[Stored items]
—————

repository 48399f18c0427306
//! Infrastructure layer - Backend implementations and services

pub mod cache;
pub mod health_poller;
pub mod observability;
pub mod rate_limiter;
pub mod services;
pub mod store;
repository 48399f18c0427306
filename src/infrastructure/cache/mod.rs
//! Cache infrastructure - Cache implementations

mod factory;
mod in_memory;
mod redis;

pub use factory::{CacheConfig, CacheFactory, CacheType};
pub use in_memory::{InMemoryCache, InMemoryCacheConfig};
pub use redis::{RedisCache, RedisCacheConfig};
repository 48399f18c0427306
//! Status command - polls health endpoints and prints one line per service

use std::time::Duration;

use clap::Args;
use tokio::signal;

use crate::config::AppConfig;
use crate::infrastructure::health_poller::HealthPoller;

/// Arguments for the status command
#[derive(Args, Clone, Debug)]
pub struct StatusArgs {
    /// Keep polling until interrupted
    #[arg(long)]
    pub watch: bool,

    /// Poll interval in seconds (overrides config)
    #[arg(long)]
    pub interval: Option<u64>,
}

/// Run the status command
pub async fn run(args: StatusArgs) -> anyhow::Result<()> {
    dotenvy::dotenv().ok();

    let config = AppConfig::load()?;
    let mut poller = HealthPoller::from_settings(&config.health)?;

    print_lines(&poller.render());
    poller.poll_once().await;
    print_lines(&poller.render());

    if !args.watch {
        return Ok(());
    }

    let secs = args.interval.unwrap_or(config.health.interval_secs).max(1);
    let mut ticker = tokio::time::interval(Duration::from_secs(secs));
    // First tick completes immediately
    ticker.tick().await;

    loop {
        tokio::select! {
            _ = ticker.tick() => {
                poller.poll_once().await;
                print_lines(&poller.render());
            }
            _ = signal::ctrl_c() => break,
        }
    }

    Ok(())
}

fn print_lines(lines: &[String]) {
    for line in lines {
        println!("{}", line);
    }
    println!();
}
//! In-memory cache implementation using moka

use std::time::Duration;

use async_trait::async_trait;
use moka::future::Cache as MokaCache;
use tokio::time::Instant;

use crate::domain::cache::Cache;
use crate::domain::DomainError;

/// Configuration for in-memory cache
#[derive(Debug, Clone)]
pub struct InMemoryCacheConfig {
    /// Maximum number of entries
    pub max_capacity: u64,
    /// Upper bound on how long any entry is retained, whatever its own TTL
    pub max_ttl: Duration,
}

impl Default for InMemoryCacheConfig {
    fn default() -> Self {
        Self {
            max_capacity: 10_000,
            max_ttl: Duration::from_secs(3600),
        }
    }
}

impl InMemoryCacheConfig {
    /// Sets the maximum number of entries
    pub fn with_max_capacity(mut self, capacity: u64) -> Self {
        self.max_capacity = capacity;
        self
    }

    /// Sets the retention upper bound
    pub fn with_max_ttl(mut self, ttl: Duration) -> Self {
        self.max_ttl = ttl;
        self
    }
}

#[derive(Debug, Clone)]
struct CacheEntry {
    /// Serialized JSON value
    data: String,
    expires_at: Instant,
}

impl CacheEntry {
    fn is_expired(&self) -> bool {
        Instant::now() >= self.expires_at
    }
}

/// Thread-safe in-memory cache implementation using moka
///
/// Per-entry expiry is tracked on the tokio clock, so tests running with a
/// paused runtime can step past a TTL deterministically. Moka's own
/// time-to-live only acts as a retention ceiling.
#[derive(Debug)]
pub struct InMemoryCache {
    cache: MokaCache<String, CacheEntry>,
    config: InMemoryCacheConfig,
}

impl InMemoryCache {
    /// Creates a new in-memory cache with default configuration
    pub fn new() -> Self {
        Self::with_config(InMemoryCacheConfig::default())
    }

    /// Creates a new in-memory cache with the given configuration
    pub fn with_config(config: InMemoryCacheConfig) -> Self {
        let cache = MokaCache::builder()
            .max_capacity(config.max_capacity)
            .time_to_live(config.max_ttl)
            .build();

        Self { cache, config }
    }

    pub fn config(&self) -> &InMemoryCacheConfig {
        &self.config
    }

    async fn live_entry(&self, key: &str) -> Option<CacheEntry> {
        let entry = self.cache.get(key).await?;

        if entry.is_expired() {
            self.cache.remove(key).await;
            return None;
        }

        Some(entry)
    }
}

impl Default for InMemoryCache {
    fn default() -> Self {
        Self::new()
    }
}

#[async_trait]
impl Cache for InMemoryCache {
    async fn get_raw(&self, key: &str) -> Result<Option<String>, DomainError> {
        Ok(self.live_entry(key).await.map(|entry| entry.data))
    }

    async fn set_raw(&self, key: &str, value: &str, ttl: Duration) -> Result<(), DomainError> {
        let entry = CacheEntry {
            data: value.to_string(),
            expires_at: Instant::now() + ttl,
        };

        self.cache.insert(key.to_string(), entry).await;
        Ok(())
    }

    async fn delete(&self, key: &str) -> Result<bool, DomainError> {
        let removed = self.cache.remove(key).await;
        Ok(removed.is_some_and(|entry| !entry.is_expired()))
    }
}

—————

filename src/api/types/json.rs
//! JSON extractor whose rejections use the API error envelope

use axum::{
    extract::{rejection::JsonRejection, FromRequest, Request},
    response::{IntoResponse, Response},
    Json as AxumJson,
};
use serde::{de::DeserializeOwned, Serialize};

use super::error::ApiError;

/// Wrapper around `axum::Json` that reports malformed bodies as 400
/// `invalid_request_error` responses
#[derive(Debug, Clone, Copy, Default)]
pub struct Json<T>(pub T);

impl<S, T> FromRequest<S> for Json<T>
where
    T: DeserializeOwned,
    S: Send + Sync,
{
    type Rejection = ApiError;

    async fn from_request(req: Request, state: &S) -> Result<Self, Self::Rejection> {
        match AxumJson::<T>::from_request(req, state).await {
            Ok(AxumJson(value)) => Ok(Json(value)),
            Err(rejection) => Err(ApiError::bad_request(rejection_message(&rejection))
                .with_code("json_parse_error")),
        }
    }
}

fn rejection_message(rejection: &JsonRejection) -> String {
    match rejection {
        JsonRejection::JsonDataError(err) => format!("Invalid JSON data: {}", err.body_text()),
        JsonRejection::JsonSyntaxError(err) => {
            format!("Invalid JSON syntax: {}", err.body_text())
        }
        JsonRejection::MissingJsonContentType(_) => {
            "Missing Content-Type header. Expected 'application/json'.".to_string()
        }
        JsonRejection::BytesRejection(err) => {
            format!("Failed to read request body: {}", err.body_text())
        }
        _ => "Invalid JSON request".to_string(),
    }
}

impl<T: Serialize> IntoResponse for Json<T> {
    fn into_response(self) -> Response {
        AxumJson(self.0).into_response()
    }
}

—————

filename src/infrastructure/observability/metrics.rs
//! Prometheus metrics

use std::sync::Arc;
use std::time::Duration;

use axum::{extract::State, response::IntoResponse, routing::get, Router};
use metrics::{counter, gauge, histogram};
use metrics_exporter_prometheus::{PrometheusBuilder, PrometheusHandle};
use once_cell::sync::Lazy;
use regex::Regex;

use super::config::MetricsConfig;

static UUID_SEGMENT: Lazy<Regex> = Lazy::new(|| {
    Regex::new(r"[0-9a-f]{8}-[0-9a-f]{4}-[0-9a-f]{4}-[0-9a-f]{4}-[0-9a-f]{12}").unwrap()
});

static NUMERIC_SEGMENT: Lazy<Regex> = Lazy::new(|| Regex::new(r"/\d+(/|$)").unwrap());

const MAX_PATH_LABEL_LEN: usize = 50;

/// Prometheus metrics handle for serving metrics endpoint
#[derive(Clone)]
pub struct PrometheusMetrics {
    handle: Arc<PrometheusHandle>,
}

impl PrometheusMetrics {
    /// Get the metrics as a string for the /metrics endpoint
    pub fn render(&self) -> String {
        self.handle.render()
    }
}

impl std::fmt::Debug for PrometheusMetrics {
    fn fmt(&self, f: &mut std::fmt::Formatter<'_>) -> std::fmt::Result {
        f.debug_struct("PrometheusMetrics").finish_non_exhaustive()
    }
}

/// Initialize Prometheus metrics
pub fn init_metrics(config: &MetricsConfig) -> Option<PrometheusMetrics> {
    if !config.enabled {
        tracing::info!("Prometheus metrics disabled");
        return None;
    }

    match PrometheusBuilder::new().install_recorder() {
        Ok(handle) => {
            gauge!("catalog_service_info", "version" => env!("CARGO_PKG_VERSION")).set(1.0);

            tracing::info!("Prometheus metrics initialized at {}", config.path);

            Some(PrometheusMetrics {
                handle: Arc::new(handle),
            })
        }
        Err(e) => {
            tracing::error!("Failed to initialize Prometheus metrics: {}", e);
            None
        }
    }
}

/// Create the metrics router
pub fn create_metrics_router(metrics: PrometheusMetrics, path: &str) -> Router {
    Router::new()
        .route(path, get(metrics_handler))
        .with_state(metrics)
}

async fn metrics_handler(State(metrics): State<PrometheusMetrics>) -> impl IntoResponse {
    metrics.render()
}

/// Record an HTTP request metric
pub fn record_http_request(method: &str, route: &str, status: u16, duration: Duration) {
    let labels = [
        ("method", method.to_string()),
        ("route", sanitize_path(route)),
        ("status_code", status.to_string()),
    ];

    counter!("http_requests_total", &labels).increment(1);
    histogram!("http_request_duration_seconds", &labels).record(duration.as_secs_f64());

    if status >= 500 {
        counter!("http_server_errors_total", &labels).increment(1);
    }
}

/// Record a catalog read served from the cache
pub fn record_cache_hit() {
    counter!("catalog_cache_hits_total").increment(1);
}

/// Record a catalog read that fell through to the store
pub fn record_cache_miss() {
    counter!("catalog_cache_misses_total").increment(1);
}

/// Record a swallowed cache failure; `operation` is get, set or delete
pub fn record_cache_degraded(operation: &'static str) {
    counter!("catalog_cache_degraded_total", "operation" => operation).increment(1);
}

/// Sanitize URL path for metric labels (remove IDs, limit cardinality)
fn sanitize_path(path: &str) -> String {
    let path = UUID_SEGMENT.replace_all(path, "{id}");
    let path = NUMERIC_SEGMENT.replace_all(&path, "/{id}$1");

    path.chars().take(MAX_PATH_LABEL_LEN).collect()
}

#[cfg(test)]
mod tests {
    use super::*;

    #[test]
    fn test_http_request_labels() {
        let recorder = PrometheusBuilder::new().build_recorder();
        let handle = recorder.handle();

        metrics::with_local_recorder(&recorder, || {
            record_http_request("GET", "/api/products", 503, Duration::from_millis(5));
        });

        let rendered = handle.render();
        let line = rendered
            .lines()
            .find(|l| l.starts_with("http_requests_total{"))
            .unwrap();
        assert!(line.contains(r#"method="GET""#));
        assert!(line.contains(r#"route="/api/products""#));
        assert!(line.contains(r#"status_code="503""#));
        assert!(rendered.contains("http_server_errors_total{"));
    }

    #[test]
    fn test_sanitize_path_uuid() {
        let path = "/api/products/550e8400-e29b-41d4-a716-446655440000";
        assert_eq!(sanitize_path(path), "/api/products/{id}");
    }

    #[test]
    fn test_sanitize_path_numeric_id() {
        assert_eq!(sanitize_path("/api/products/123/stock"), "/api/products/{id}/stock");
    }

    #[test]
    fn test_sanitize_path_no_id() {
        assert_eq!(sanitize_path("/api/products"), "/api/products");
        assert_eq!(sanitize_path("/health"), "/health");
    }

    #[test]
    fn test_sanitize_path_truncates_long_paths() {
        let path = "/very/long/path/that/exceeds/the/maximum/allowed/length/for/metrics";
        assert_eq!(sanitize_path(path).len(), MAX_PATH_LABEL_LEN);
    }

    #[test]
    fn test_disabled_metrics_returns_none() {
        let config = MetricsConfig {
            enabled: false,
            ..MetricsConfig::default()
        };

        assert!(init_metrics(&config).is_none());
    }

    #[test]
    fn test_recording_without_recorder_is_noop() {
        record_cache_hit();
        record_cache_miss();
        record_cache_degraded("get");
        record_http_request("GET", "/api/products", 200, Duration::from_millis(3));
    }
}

—————

**WHAT IS NEEDED:**
Could you find every line in the records above that contains the word "data" and copy it?

**ANSWER AREA:**
    data: String,
        Ok(self.live_entry(key).await.map(|entry| entry.data))
            data: value.to_string(),
        JsonRejection::JsonDataError(err) => format!("Invalid JSON data: {}", err.body_text()),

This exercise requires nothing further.